Give back exactly the lines from the one containing "produce a TokenHash" through the end of the records, including both, and no others.

*** Opening of Data extract ***

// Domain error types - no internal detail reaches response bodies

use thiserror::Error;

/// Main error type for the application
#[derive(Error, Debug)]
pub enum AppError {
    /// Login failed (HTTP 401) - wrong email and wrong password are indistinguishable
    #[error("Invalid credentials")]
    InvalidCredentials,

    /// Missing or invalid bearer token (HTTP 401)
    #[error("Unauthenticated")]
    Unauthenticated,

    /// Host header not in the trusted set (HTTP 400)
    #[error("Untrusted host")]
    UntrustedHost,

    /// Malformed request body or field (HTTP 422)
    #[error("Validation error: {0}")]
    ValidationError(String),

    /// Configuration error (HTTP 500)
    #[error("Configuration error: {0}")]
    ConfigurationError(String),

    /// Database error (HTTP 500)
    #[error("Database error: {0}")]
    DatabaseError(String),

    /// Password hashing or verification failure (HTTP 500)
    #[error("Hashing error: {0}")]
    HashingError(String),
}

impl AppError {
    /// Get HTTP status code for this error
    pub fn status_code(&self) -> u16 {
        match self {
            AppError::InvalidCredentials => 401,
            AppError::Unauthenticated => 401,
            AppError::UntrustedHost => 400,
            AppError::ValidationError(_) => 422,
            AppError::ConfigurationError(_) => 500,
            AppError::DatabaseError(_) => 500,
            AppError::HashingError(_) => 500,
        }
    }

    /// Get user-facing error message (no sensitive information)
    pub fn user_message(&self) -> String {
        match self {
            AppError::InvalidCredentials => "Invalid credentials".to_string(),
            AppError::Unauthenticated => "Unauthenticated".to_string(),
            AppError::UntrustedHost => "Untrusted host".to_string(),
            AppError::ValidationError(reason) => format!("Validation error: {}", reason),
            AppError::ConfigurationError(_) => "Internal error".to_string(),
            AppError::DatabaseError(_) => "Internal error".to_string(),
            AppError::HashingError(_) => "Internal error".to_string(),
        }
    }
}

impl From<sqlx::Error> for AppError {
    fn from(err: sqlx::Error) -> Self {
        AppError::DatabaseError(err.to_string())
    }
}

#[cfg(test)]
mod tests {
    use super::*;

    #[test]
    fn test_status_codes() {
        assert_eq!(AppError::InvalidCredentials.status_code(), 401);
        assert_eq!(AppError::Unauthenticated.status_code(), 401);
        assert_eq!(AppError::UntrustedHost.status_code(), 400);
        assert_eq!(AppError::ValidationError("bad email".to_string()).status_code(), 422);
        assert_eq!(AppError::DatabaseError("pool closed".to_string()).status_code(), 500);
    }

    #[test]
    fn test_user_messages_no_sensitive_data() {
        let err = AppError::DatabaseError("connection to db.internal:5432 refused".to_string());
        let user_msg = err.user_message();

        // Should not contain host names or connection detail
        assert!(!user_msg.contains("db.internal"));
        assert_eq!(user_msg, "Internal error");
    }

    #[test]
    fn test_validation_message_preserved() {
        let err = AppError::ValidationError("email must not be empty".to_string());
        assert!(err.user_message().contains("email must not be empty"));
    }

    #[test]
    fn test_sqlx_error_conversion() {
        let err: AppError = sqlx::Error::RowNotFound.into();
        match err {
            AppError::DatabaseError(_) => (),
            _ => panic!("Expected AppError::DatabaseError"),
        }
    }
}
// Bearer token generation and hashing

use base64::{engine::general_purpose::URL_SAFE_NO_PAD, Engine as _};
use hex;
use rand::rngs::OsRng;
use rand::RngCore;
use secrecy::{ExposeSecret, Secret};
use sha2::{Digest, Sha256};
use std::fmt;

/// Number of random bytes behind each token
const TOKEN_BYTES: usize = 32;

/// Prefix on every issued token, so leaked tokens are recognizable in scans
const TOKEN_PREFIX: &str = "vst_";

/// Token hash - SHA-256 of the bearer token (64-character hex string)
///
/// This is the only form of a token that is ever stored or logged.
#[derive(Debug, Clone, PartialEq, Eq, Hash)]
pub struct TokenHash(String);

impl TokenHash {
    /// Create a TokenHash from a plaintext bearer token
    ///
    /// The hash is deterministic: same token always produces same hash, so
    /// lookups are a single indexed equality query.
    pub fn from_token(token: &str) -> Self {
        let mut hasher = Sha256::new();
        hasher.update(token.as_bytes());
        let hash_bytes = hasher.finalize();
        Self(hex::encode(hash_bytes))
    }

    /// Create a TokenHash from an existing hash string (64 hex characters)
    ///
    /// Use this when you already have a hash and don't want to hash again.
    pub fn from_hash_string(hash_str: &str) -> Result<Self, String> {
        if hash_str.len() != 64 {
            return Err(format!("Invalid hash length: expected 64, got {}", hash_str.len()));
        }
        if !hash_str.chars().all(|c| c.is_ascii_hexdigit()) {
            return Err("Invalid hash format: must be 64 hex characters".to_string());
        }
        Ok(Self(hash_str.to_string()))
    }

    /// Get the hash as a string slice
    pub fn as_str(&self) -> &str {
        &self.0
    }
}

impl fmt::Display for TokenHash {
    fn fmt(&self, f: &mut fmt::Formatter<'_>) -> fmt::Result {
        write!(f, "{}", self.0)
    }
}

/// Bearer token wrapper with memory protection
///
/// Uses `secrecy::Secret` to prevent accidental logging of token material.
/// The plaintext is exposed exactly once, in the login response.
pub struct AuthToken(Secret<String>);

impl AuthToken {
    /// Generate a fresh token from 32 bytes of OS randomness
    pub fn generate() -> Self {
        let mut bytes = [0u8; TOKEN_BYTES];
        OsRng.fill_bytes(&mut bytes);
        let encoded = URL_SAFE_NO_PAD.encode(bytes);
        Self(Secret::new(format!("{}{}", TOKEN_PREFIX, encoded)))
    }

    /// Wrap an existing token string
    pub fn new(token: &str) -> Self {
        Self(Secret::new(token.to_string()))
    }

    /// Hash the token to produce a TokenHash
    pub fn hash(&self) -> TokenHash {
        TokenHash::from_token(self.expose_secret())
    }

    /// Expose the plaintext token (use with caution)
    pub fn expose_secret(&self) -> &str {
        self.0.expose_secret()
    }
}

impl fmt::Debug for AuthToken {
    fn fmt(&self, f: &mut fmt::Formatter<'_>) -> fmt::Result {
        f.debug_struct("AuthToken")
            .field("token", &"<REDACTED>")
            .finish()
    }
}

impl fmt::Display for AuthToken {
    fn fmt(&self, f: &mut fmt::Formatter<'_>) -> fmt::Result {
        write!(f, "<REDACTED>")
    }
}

*** Close of Data extract ***

**Solution for this task:**
    /// Hash the token to produce a TokenHash
    pub fn hash(&self) -> TokenHash {
        TokenHash::from_token(self.expose_secret())
    }

    /// Expose the plaintext token (use with caution)
    pub fn expose_secret(&self) -> &str {
        self.0.expose_secret()
    }
}

impl fmt::Debug for AuthToken {
    fn fmt(&self, f: &mut fmt::Formatter<'_>) -> fmt::Result {
        f.debug_struct("AuthToken")
            .field("token", &"<REDACTED>")
            .finish()
    }
}

impl fmt::Display for AuthToken {
    fn fmt(&self, f: &mut fmt::Formatter<'_>) -> fmt::Result {
        write!(f, "<REDACTED>")
    }
}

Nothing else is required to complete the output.